Effective moisture diffusivity prediction in two Portuguese fruit cultivars (Bravo de Esmolfe apple and Madeira banana) using drying kinetics data
M.N. Coelho Pinheiro,
Luis M.M.N. Castro
Affiliations
M.N. Coelho Pinheiro
Polytechnic Institute of Coimbra, Coimbra Institute of Engineering, Department of Chemical and Biological Engineering, Rua Pedro Nunes – Quinta da Nora, 3030-199 Coimbra, Portugal; SISUS - Laboratory of Sustainable Industrial Systems, Coimbra Institute of Engineering, Department of Chemical and Biological Engineering, Rua Pedro Nunes – Quinta da Nora, 3030-199 Coimbra, Portugal; CEFT - Transport Phenomena Research Center, Faculty of Engineering, University of Porto, Rua Dr. Roberto Frias, 4200-465 Porto, Portugal; ALiCE - Associate Laboratory in Chemical Engineering, Faculty of Engineering, University of Porto, Rua Dr. Roberto Frias, 4200-465 Porto, Portugal; Corresponding author. at: Polytechnic Institute of Coimbra, Coimbra Institute of Engineering, Department of Chemical and Biological Engineering, Rua Pedro Nunes – Quinta da Nora, 3030-199 Coimbra, Portugal.
Luis M.M.N. Castro
Polytechnic Institute of Coimbra, Coimbra Institute of Engineering, Department of Chemical and Biological Engineering, Rua Pedro Nunes – Quinta da Nora, 3030-199 Coimbra, Portugal; SISUS - Laboratory of Sustainable Industrial Systems, Coimbra Institute of Engineering, Department of Chemical and Biological Engineering, Rua Pedro Nunes – Quinta da Nora, 3030-199 Coimbra, Portugal; CIEPQPF—Chemical Engineering Processes and Forest Products Research Center, Department of Chemical Engineering, Faculty of Sciences and Technology, University of Coimbra, Rua Sílvio Lima, 3030-790 Coimbra, Portugal
Air convective dehydration was performed at various temperatures (35 °C, 40 °C, 45 °C and 50 °C) using two types of fruits cultivars produced in different regions of Portugal: the Bravo de Esmolfe apple, from the Beiras province, and the Cavendish banana, from Madeira Island.
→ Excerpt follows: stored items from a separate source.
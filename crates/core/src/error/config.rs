use thiserror::Error;

#[derive(Debug, Error)]
pub enum ConfigurationError {
    #[error("cache directory not available")]
    CacheDirectoryNotAvailable,

    #[error("configuration file not found: {path}")]
    FileNotFound { path: String },

    #[error("invalid configuration file: {reason}")]
    InvalidFile { reason: String },

    #[error("invalid value for {field}: {reason}")]
    InvalidValue { field: String, reason: String },
}
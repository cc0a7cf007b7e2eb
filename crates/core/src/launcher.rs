use std::{
    sync::{
        Arc,
        atomic::{AtomicBool, Ordering},
    },
    thread,
    time::Duration,
};

#[cfg(feature = "tor")]
use once_cell::sync::Lazy;
use serde::Serialize;
use tokio::time::{Instant, sleep};
use tracing::{debug, error, info, warn};

#[cfg(feature = "tor")]
use crate::tor_api::TorLibrary;
use crate::{
    arguments::StartupArguments,
    daemon_library::DaemonLibrary,
    error::{LaunchError, Result},
};

pub const WORKER_THREAD_NAME: &str = "tor-main";

#[derive(Debug, Clone, Copy, Serialize, PartialEq, Eq)]
#[serde(rename_all = "kebab-case")]
pub enum LauncherState {
    Idle,
    Running,
}

/// Runs a daemon's blocking main entry point on a dedicated thread, one
/// instance at a time.
pub struct Launcher<L: DaemonLibrary> {
    library: Arc<L>,
    running: Arc<AtomicBool>,
}

impl<L: DaemonLibrary> Clone for Launcher<L> {
    fn clone(&self) -> Self {
        Self {
            library: Arc::clone(&self.library),
            running: Arc::clone(&self.running),
        }
    }
}

/// Clears the running flag when the worker is done with everything it owns.
struct RunningGuard {
    running: Arc<AtomicBool>,
}

impl Drop for RunningGuard {
    fn drop(&mut self) {
        self.running.store(false, Ordering::Release);
    }
}

impl<L: DaemonLibrary> Launcher<L> {
    pub fn new(library: L) -> Self {
        Self {
            library: Arc::new(library),
            running: Arc::new(AtomicBool::new(false)),
        }
    }

    pub fn library(&self) -> &L {
        &self.library
    }

    /// Copies `arguments` and starts the daemon on a background thread.
    ///
    /// Returns as soon as the thread is spawned. Fails with
    /// [`LaunchError::AlreadyRunning`] if a previous start has not finished;
    /// the running instance is left untouched.
    pub fn start<S: AsRef<str>>(&self, arguments: &[S]) -> Result<()> {
        if self.is_running() {
            warn!("Cannot start daemon as it is already running");
            return Err(LaunchError::AlreadyRunning.into());
        }

        let arguments = StartupArguments::copy_from(arguments)?;

        if self
            .running
            .compare_exchange(false, true, Ordering::AcqRel, Ordering::Acquire)
            .is_err()
        {
            warn!("Cannot start daemon as it is already running");
            return Err(LaunchError::AlreadyRunning.into());
        }
        let guard = RunningGuard {
            running: Arc::clone(&self.running),
        };

        info!(argc = arguments.len(), "Starting daemon thread");
        debug!(arguments = ?arguments.to_strings(), "daemon command line");

        let library = Arc::clone(&self.library);
        // On spawn failure the closure is dropped, and the guard with it.
        thread::Builder::new()
            .name(WORKER_THREAD_NAME.to_string())
            .spawn(move || {
                let _guard = guard;
                run_worker(library.as_ref(), arguments);
            })
            .map_err(|error| LaunchError::SpawnFailed {
                reason: error.to_string(),
            })?;

        Ok(())
    }

    /// Snapshot of the running flag. May be stale as soon as it returns.
    pub fn is_running(&self) -> bool {
        self.running.load(Ordering::Acquire)
    }

    pub fn state(&self) -> LauncherState {
        if self.is_running() {
            LauncherState::Running
        } else {
            LauncherState::Idle
        }
    }

    /// Polls until the worker has exited. Does not ask the daemon to stop.
    pub async fn wait_until_stopped(
        &self,
        poll_interval: Duration,
        timeout: Option<Duration>,
    ) -> Result<()> {
        let started = Instant::now();
        while self.is_running() {
            if let Some(timeout) = timeout {
                if started.elapsed() >= timeout {
                    return Err(LaunchError::Timeout { timeout }.into());
                }
            }
            sleep(poll_interval).await;
        }
        Ok(())
    }
}

fn run_worker<L: DaemonLibrary>(library: &L, arguments: StartupArguments) {
    let mut configuration = match library.create_configuration() {
        Ok(configuration) => configuration,
        Err(error) => {
            error!(%error, "Failed to create daemon configuration");
            return;
        }
    };

    match library.set_command_line(&mut configuration, arguments) {
        Ok(()) => {
            let code = library.run_main(&configuration);
            if code == 0 {
                info!(code, "Daemon exited");
            } else {
                warn!(code, "Daemon exited with non-zero status");
            }
        }
        Err(error) => error!(%error, "Failed to install daemon command line"),
    }

    library.release_configuration(configuration);
}

/// The process-wide Tor launcher. Tor supports a single instance per process.
#[cfg(feature = "tor")]
pub static TOR_LAUNCHER: Lazy<Launcher<TorLibrary>> = Lazy::new(|| Launcher::new(TorLibrary));

#[cfg(feature = "tor")]
pub fn start_tor_in_thread<S: AsRef<str>>(arguments: &[S]) -> Result<()> {
    TOR_LAUNCHER.start(arguments)
}

#[cfg(feature = "tor")]
pub fn is_tor_running() -> bool {
    TOR_LAUNCHER.is_running()
}
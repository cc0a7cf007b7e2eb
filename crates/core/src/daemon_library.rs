use crate::{arguments::StartupArguments, error::Result};

/// The embedded daemon's startup API.
///
/// Implementations wrap a library whose main entry point blocks for the
/// daemon's whole lifetime. The launcher drives one configuration through
/// create, set_command_line, run_main and release_configuration, in that
/// order, on its worker thread.
pub trait DaemonLibrary: Send + Sync + 'static {
    type Configuration;

    fn create_configuration(&self) -> Result<Self::Configuration>;

    /// Installs the command line. The configuration takes ownership of the
    /// arguments and must keep them alive until it is released.
    fn set_command_line(
        &self,
        configuration: &mut Self::Configuration,
        arguments: StartupArguments,
    ) -> Result<()>;

    /// Blocks until the daemon shuts down and returns its exit code.
    fn run_main(&self, configuration: &Self::Configuration) -> i32;

    fn release_configuration(&self, configuration: Self::Configuration);
}
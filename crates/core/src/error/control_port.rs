use std::time::Duration;

use thiserror::Error;

#[derive(Debug, Error)]
pub enum ControlPortError {
    #[error("control port file has no PORT= prefix: {contents}")]
    MissingPrefix { contents: String },

    #[error("invalid control port address: {contents}")]
    InvalidAddress { contents: String },

    #[error("invalid control port number: {value}")]
    InvalidPort { value: String },

    #[error("control port file {path} not written after {timeout:?}")]
    Timeout { path: String, timeout: Duration },
}
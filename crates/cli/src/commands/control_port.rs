use std::{path::Path, time::Duration};

use torthread_core::{error::Result, wait_for_control_port};

pub async fn print_control_port(file: &Path, timeout: u64) -> Result<()> {
    let address = wait_for_control_port(file, Duration::from_secs(timeout)).await?;
    println!("{address}");
    Ok(())
}
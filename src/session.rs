use tracing::info;

use crate::api::{ApiError, Client};

/// Decide whether polling and commands are authorized to run.
///
/// An empty probe goes out first; the server honours a still-valid
/// session cookie without a password. Only on rejection is the
/// configured password submitted. Transport failures and rejections
/// both leave the system unauthenticated.
pub async fn authenticate(client: &Client, password: Option<&str>) -> Result<(), ApiError> {
    let rejection = match client.probe().await {
        Ok(()) => {
            info!("existing session accepted");
            return Ok(());
        }
        Err(err @ ApiError::Transport(_)) => return Err(err),
        Err(err) => err,
    };

    match password {
        Some(password) => {
            client.login(password).await?;
            info!("logged in");
            Ok(())
        }
        None => Err(rejection),
    }
}
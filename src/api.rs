use reqwest::{Response, StatusCode};
use serde::Deserialize;
use thiserror::Error;

use crate::model::{AddRequest, AddedFile, DirInfo, DownloadRecord};

/// Failures at the HTTP boundary. Transport errors and server rejections
/// are kept apart so callers can surface the server's error string
/// verbatim where the contract requires it.
#[derive(Debug, Error)]
pub enum ApiError {
    #[error("request failed: {0}")]
    Transport(#[from] reqwest::Error),
    #[error("server rejected request ({status}): {message}")]
    Rejected { status: StatusCode, message: String },
}

/// Error payload the server attaches to non-success responses.
#[derive(Deserialize)]
struct ErrBody {
    #[serde(default)]
    err: String,
}

/// HTTP client for the medownloader API. The session token lives in the
/// cookie store, so every request carries credentials implicitly.
#[derive(Clone)]
pub struct Client {
    http: reqwest::Client,
    base_url: String,
}

impl Client {
    pub fn new(server_url: &str) -> Result<Self, ApiError> {
        let http = reqwest::Client::builder().cookie_store(true).build()?;
        Ok(Self {
            http,
            base_url: server_url.trim_end_matches('/').to_string(),
        })
    }

    fn url(&self, path: &str) -> String {
        format!("{}{}", self.base_url, path)
    }

    /// Map a non-success response to `Rejected`, carrying the server's
    /// `err` payload when present and the status line otherwise.
    async fn check(resp: Response) -> Result<Response, ApiError> {
        let status = resp.status();
        if status.is_success() {
            return Ok(resp);
        }
        let message = match resp.json::<ErrBody>().await {
            Ok(body) if !body.err.is_empty() => body.err,
            _ => status.to_string(),
        };
        Err(ApiError::Rejected { status, message })
    }

    /// Empty-body login, used to find out whether the stored session
    /// cookie is still valid.
    pub async fn probe(&self) -> Result<(), ApiError> {
        let resp = self.http.post(self.url("/api/login")).send().await?;
        Self::check(resp).await?;
        Ok(())
    }

    pub async fn login(&self, password: &str) -> Result<(), ApiError> {
        let resp = self
            .http
            .post(self.url("/api/login"))
            .json(&serde_json::json!({ "password": password }))
            .send()
            .await?;
        Self::check(resp).await?;
        Ok(())
    }

    pub async fn logout(&self) -> Result<(), ApiError> {
        let resp = self.http.get(self.url("/api/logout")).send().await?;
        Self::check(resp).await?;
        Ok(())
    }

    /// Fetch the full snapshot of tracked downloads.
    pub async fn list_downloads(&self) -> Result<Vec<DownloadRecord>, ApiError> {
        let resp = self.http.get(self.url("/api/downloads")).send().await?;
        let resp = Self::check(resp).await?;
        Ok(resp.json().await?)
    }

    /// Path and free space of the server's download directory.
    pub async fn dir_info(&self) -> Result<DirInfo, ApiError> {
        let resp = self.http.get(self.url("/api/info")).send().await?;
        let resp = Self::check(resp).await?;
        Ok(resp.json().await?)
    }

    /// Ask the server to flip a download between active and paused.
    pub async fn toggle(&self, id: i64) -> Result<(), ApiError> {
        let resp = self
            .http
            .get(self.url(&format!("/api/toggle/{id}")))
            .send()
            .await?;
        Self::check(resp).await?;
        Ok(())
    }

    /// Remove a download from the server.
    pub async fn delete(&self, id: i64) -> Result<(), ApiError> {
        let resp = self
            .http
            .get(self.url(&format!("/api/delete/{id}")))
            .send()
            .await?;
        Self::check(resp).await?;
        Ok(())
    }

    /// Submit a new download. The server answers with the assigned
    /// filename, or an error string passed through in `Rejected`.
    pub async fn add(&self, req: &AddRequest) -> Result<AddedFile, ApiError> {
        let resp = self
            .http
            .post(self.url("/api/add"))
            .json(req)
            .send()
            .await?;
        let resp = Self::check(resp).await?;
        Ok(resp.json().await?)
    }
}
The data collected were used to predict the effective moisture diffusion, which is a crucial input parameter in drying modeling and design. As expected, the values obtained in both falling drying rate periods detected for apples increased with an increase in drying temperature. The effective moisture diffusion in apples varied from 1.968 × 10−10 m2 s−1 at 35 °C to 4.013 × 10−10 m2 s−1 at 50 °C, for the first falling drying rate period, and from 0.9567 × 10−10 m2 s−1 at 35 °C to 3.328 × 10−10 m2 s−1 at 50 °C, for the second period. The dependence of effective moisture diffusion on temperature for bananas is similar, ranging from 1.572 × 10−10 to 2.627 × 10−10 m2 s−1 as the drying temperature changed from 35 to 50 °C.